Segedin began the 2011 season with the Charleston RiverDogs of the Class A South Atlantic League, and received a midseason promotion to the Tampa Yankees of the Class A-Advanced Florida State League. While playing for the Trenton Thunder of the Class AA Eastern League in 2013, Segedin injured his hip and underwent surgery to correct a femoral acetabular impingement.

He played for Trenton and the Scranton/Wilkes-Barre RailRiders of the Class AAA International League in 2014, batting a combined .256/.361/.386. He began the 2015 season with Scranton/Wilkes-Barre, for whom he batted .278 in 46 games, and was demoted to Trenton in July, at which point Segedin requested his release.

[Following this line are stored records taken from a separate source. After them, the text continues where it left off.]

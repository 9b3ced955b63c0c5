//! core::types
//!
//! Validated arguments for the commands the menu builds.
//!
//! # Types
//!
//! - [`BranchName`] - Git branch name
//! - [`RemoteName`] - Git remote name
//! - [`Revision`] - Commit-ish or range expression (`HEAD~1`, `main..topic`)
//!
//! # Validation
//!
//! Every value typed at a prompt is validated before it reaches the process
//! runner. Arguments are passed as an argument vector, never through a shell,
//! so the remaining risk is a value that git would parse as an option. All
//! three types reject a leading `-`.
//!
//! # Examples
//!
//! ```
//! use gitmenu::core::types::{BranchName, Revision};
//!
//! assert!(BranchName::new("feature/menu").is_ok());
//! assert!(BranchName::new("--force").is_err());
//! assert!(Revision::new("main..topic").is_ok());
//! assert!(Revision::new("a b").is_err());
//! ```

use thiserror::Error;

/// Errors from argument validation.
#[derive(Debug, Error, PartialEq, Eq)]
pub enum TypeError {
    #[error("invalid branch name: {0}")]
    InvalidBranchName(String),

    #[error("invalid remote name: {0}")]
    InvalidRemoteName(String),

    #[error("invalid revision: {0}")]
    InvalidRevision(String),

    #[error("invalid url: {0}")]
    InvalidUrl(String),
}

/// Check a name against Git's refname rules (see `git check-ref-format`).
///
/// Returns a human-readable reason on failure.
fn check_ref_format(name: &str) -> Result<(), String> {
    if name.is_empty() {
        return Err("name cannot be empty".into());
    }
    if name == "@" {
        return Err("name cannot be '@' (reserved)".into());
    }
    if name.starts_with('.') {
        return Err("name cannot start with '.'".into());
    }
    if name.starts_with('-') {
        return Err("name cannot start with '-'".into());
    }
    if name.ends_with(".lock") {
        return Err("name cannot end with '.lock'".into());
    }
    if name.ends_with('/') {
        return Err("name cannot end with '/'".into());
    }
    for seq in ["..", "@{", "//"] {
        if name.contains(seq) {
            return Err(format!("name cannot contain '{seq}'"));
        }
    }

    const INVALID_CHARS: [char; 8] = [' ', '~', '^', ':', '\\', '?', '*', '['];
    for c in INVALID_CHARS {
        if name.contains(c) {
            return Err(format!("name cannot contain '{c}'"));
        }
    }
    if name.chars().any(|c| c.is_ascii_control()) {
        return Err("name cannot contain control characters".into());
    }

    for component in name.split('/').filter(|c| !c.is_empty()) {
        if component.starts_with('.') {
            return Err("path component cannot start with '.'".into());
        }
        if component.ends_with(".lock") {
            return Err("path component cannot end with '.lock'".into());
        }
    }

    Ok(())
}

macro_rules! string_newtype {
    ($name:ident) => {
        impl $name {
            /// Get the value as a string slice.
            pub fn as_str(&self) -> &str {
                &self.0
            }
        }

        impl AsRef<str> for $name {
            fn as_ref(&self) -> &str {
                &self.0
            }
        }

        impl std::fmt::Display for $name {
            fn fmt(&self, f: &mut std::fmt::Formatter<'_>) -> std::fmt::Result {
                f.write_str(&self.0)
            }
        }
    };
}

/// A validated Git branch name.
///
/// # Example
///
/// ```
/// use gitmenu::core::types::BranchName;
///
/// let name = BranchName::new("user@feature").unwrap();
/// assert_eq!(name.as_str(), "user@feature");
///
/// assert!(BranchName::new("").is_err());
/// assert!(BranchName::new("branch.lock").is_err());
/// assert!(BranchName::new("has space").is_err());
/// ```
#[derive(Debug, Clone, PartialEq, Eq, Hash)]
pub struct BranchName(String);

impl BranchName {
    /// Create a new validated branch name.
    ///
    /// # Errors
    ///
    /// Returns `TypeError::InvalidBranchName` if the name violates Git's refname rules.
    pub fn new(name: impl Into<String>) -> Result<Self, TypeError> {
        let name = name.into();
        check_ref_format(&name).map_err(TypeError::InvalidBranchName)?;
        Ok(Self(name))
    }
}

string_newtype!(BranchName);

/// A validated remote name.
///
/// Remote names follow the same rules as branch names.
#[derive(Debug, Clone, PartialEq, Eq, Hash)]
pub struct RemoteName(String);

impl RemoteName {
    /// Create a new validated remote name.
    ///
    /// # Errors
    ///
    /// Returns `TypeError::InvalidRemoteName` if the name violates Git's refname rules.
    pub fn new(name: impl Into<String>) -> Result<Self, TypeError> {
        let name = name.into();
        check_ref_format(&name).map_err(TypeError::InvalidRemoteName)?;
        Ok(Self(name))
    }
}

string_newtype!(RemoteName);

/// A revision expression: a hash, a ref, `HEAD~2`, or a range like `a..b`.
///
/// Git resolves the expression itself; this type only guarantees it is a
/// single argument that cannot be mistaken for an option.
#[derive(Debug, Clone, PartialEq, Eq, Hash)]
pub struct Revision(String);

impl Revision {
    /// Create a new revision expression.
    ///
    /// # Errors
    ///
    /// Returns `TypeError::InvalidRevision` if the value is empty, starts with
    /// `-`, or contains whitespace or control characters.
    pub fn new(rev: impl Into<String>) -> Result<Self, TypeError> {
        let rev = rev.into();
        if rev.is_empty() {
            return Err(TypeError::InvalidRevision("revision cannot be empty".into()));
        }
        if rev.starts_with('-') {
            return Err(TypeError::InvalidRevision(format!(
                "'{rev}' cannot start with '-'"
            )));
        }
        if rev.chars().any(|c| c.is_whitespace() || c.is_control()) {
            return Err(TypeError::InvalidRevision(format!(
                "'{rev}' cannot contain whitespace"
            )));
        }
        Ok(Self(rev))
    }

    /// Build the `a..b` range between two revisions.
    pub fn range(from: &Revision, to: &Revision) -> Revision {
        Self(format!("{}..{}", from.0, to.0))
    }
}

string_newtype!(Revision);

impl From<&BranchName> for Revision {
    fn from(branch: &BranchName) -> Self {
        Self(branch.0.clone())
    }
}

/// Validate a remote URL typed by the operator.
///
/// # Errors
///
/// Returns `TypeError::InvalidUrl` for empty values, values with whitespace,
/// or values starting with `-`.
pub fn validate_url(url: &str) -> Result<&str, TypeError> {
    if url.is_empty() || url.chars().any(char::is_whitespace) {
        return Err(TypeError::InvalidUrl(format!("'{url}' is not a single url")));
    }
    if url.starts_with('-') {
        return Err(TypeError::InvalidUrl(format!(
            "'{url}' cannot start with '-'"
        )));
    }
    Ok(url)
}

The Yankees declined the request, and Segedin considered retirement, but chose to continue playing.

===Los Angeles Dodgers===
After the 2015 season, the Yankees traded Segedin and a player to be named later or cash to the Los Angeles Dodgers for Tyler Olson and Ronald Torreyes. The Dodgers invited him to spring training, and they assigned him to the Oklahoma City Dodgers of the Class AAA Pacific Coast League to begin the season. He was selected to appear in the mid-season Triple-A All-Star Game representing the Pacific Coast League and was also selected to the PCL post-season all-star team. In 103 games he hit .319 with 21 homers and 69 RBI.

On August 7, the Dodgers promoted Segedin to the major leagues. In his major league debut, the same day, against the Boston Red Sox, he set a Dodgers franchise record with four RBI. His first career hit was a double off of David Price. He hit his first home run on August 22 off of Josh Smith of the Cincinnati Reds. In 40 games for the Dodgers, he hit .233 with two homers and 12 RBI.

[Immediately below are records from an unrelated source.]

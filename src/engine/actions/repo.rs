//! engine::actions::repo
//!
//! Whole-repository operations.

use crate::engine::{ActionContext, ActionResult};

use super::join_nonempty;

/// Untrack everything, then hard-reset the index.
///
/// Working tree files stay on disk.
pub fn clear(ctx: &mut ActionContext<'_>) -> ActionResult {
    ctx.confirm(
        "Clear the repository index? Every file will be untracked and staged changes lost",
        |git| {
            let removed = git.text(&["rm", "-r", "--cached", "."])?;
            let reset = git.text(&["reset", "--hard"])?;
            Ok(join_nonempty([
                removed.as_str(),
                "All files kept in the working directory.",
                reset.as_str(),
                "Repository index cleared.",
            ]))
        },
    )
}
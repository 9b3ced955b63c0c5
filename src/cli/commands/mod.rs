//! cli::commands
//!
//! Command handlers.
//!
//! Each handler receives the effective settings, does its work and formats
//! its own output. Errors are reported with `anyhow` context by `main`.

mod config_cmd;
mod menu;

pub use config_cmd::{config, render_settings};
pub use menu::menu;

Sedegin played for Team Italy in the 2017 World Baseball Classic

Segedin was again assigned to Oklahoma City to begin the 2017 season. On April 19, 2017, Segedin was placed on the 10-day disabled list due to a strained big right toe. On May 26, it was revealed that he had suffered a wrist injury while rehabbing his foot and would require surgery, extending his stay on the disabled list. He did play in 13 games for the Dodgers, and had four hits in 20 at-bats. In 2018. he played in 35 games for Oklahoma City, hitting only .211.

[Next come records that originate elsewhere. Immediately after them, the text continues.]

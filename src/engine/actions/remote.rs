//! engine::actions::remote
//!
//! Remote repositories: list, add, remove, pull and push.

use crate::core::types::{validate_url, BranchName, RemoteName};
use crate::engine::{or_abort, or_invalid, ActionContext, ActionResult, Outcome};

pub fn list(ctx: &mut ActionContext<'_>) -> ActionResult {
    let output = ctx.git(&["remote", "-v"])?;
    Ok(Outcome::Footer(if output.is_empty() {
        "No remotes configured.".to_string()
    } else {
        output
    }))
}

pub fn add(ctx: &mut ActionContext<'_>) -> ActionResult {
    let name = or_abort!(ctx.ask("Remote name (empty to go back): "));
    let url = or_abort!(ctx.ask("Remote url (empty to go back): "));
    let name = or_invalid!(RemoteName::new(name));
    let url = or_invalid!(validate_url(&url));
    let output = ctx.git(&["remote", "add", name.as_str(), url])?;
    Ok(Outcome::Footer(if output.is_empty() {
        format!("Remote {name} added: {url}")
    } else {
        output
    }))
}

pub fn remove(ctx: &mut ActionContext<'_>) -> ActionResult {
    let name = or_abort!(ctx.ask("Remote to remove (empty to go back): "));
    let name = or_invalid!(RemoteName::new(name));
    let output = ctx.git(&["remote", "remove", name.as_str()])?;
    Ok(Outcome::Footer(if output.is_empty() {
        format!("Remote {name} removed.")
    } else {
        output
    }))
}

/// Ask for the branch to sync, defaulting to the configured one.
fn sync_target(ctx: &mut ActionContext<'_>, verb: &str) -> ActionResult {
    let remote = or_invalid!(RemoteName::new(ctx.settings.remote.clone()));
    let default = ctx.settings.default_branch.clone();
    let prompt = format!("Branch to {verb} [{default}]: ");
    let branch = or_abort!(ctx.ask_or(&prompt, &default));
    let branch = or_invalid!(BranchName::new(branch));
    Ok(Outcome::Footer(ctx.git(&[
        verb,
        remote.as_str(),
        branch.as_str(),
    ])?))
}

pub fn pull(ctx: &mut ActionContext<'_>) -> ActionResult {
    sync_target(ctx, "pull")
}

pub fn push(ctx: &mut ActionContext<'_>) -> ActionResult {
    sync_target(ctx, "push")
}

Segedin was designated for assignment by the Dodgers on August 30, 2018 after missing most of the minor league season due to injuries. He retired from baseball because of chronic arthritis at the conclusion of the season.

===Post-playing career===
In December 2018, Segedin was hired by the Philadelphia Phillies as a Player Information Assistant.

==Personal life==
Segedin is married; he met his wife, Robin, at Tulane. During the winter of 2015-16, Segedin began taking online courses from Indiana University to earn a Master of Business Administration. On August 23, 2016, his wife gave birth to their first child, Robinson.